[Exercise aim]
Take the data from its first line. Print each line exactly until the line containing "to open store" has been printed too.

*** Materials provided ***

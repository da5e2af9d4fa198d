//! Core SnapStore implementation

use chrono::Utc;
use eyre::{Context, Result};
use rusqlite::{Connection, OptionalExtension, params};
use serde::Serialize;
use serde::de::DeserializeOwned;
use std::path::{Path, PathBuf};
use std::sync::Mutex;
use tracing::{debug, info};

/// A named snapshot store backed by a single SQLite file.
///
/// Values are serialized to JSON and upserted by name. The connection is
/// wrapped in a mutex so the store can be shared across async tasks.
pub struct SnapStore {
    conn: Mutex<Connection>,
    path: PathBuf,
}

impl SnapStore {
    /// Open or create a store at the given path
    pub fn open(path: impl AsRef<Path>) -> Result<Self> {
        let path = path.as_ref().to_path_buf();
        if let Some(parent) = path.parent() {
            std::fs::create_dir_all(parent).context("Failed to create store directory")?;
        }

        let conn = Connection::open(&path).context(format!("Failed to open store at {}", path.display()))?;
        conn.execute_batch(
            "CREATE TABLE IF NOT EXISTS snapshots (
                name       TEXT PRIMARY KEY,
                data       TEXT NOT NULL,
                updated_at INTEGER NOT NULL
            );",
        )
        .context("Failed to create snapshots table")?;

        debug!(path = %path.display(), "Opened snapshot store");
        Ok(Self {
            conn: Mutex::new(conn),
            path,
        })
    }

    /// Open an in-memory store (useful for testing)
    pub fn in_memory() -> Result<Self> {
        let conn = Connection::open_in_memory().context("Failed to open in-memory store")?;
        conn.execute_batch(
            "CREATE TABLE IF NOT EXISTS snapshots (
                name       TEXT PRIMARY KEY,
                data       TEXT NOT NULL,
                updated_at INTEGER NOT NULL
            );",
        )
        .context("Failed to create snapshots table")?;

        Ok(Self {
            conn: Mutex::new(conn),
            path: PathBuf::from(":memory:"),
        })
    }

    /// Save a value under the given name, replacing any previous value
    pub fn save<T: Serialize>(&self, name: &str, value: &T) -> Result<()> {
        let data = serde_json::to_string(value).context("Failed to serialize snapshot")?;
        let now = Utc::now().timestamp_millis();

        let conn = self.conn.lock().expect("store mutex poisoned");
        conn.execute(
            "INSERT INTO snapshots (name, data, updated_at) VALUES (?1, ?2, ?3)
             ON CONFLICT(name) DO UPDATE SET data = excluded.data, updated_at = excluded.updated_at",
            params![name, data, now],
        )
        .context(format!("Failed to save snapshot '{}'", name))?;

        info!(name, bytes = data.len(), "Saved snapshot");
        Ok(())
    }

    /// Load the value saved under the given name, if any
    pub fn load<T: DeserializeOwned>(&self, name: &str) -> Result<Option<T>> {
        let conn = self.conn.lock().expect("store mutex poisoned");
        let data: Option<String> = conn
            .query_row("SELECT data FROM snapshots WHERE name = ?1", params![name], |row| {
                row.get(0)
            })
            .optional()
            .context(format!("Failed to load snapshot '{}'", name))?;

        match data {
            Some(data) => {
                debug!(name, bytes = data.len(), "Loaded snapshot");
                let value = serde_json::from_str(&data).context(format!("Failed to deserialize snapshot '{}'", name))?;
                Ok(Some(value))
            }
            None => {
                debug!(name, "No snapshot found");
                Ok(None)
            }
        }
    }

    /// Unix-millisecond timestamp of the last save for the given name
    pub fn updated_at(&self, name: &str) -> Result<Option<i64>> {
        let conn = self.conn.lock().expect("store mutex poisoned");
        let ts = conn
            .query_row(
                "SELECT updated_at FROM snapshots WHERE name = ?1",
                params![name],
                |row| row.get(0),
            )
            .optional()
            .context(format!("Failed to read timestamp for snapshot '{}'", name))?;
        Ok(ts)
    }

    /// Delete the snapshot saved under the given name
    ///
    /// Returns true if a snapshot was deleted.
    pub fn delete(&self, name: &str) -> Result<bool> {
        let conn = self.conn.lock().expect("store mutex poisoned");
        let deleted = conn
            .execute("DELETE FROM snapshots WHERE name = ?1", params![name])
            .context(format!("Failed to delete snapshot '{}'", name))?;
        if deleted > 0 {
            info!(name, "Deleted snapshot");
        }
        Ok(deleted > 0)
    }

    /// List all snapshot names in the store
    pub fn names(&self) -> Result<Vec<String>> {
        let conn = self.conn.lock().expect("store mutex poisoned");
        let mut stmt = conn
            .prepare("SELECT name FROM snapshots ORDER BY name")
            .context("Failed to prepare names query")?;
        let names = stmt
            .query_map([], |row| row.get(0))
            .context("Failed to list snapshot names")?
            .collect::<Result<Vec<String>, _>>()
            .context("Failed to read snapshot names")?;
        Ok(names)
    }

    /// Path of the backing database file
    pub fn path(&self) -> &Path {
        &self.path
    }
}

*** End of Materials provided ***

[Solution to this problem]
repository da5e2af9d4fa198d
//! Core SnapStore implementation

use chrono::Utc;
use eyre::{Context, Result};
use rusqlite::{Connection, OptionalExtension, params};
use serde::Serialize;
use serde::de::DeserializeOwned;
use std::path::{Path, PathBuf};
use std::sync::Mutex;
use tracing::{debug, info};

/// A named snapshot store backed by a single SQLite file.
///
/// Values are serialized to JSON and upserted by name. The connection is
/// wrapped in a mutex so the store can be shared across async tasks.
pub struct SnapStore {
    conn: Mutex<Connection>,
    path: PathBuf,
}

impl SnapStore {
    /// Open or create a store at the given path
    pub fn open(path: impl AsRef<Path>) -> Result<Self> {
        let path = path.as_ref().to_path_buf();
        if let Some(parent) = path.parent() {
            std::fs::create_dir_all(parent).context("Failed to create store directory")?;
        }

        let conn = Connection::open(&path).context(format!("Failed to open store at {}", path.display()))?;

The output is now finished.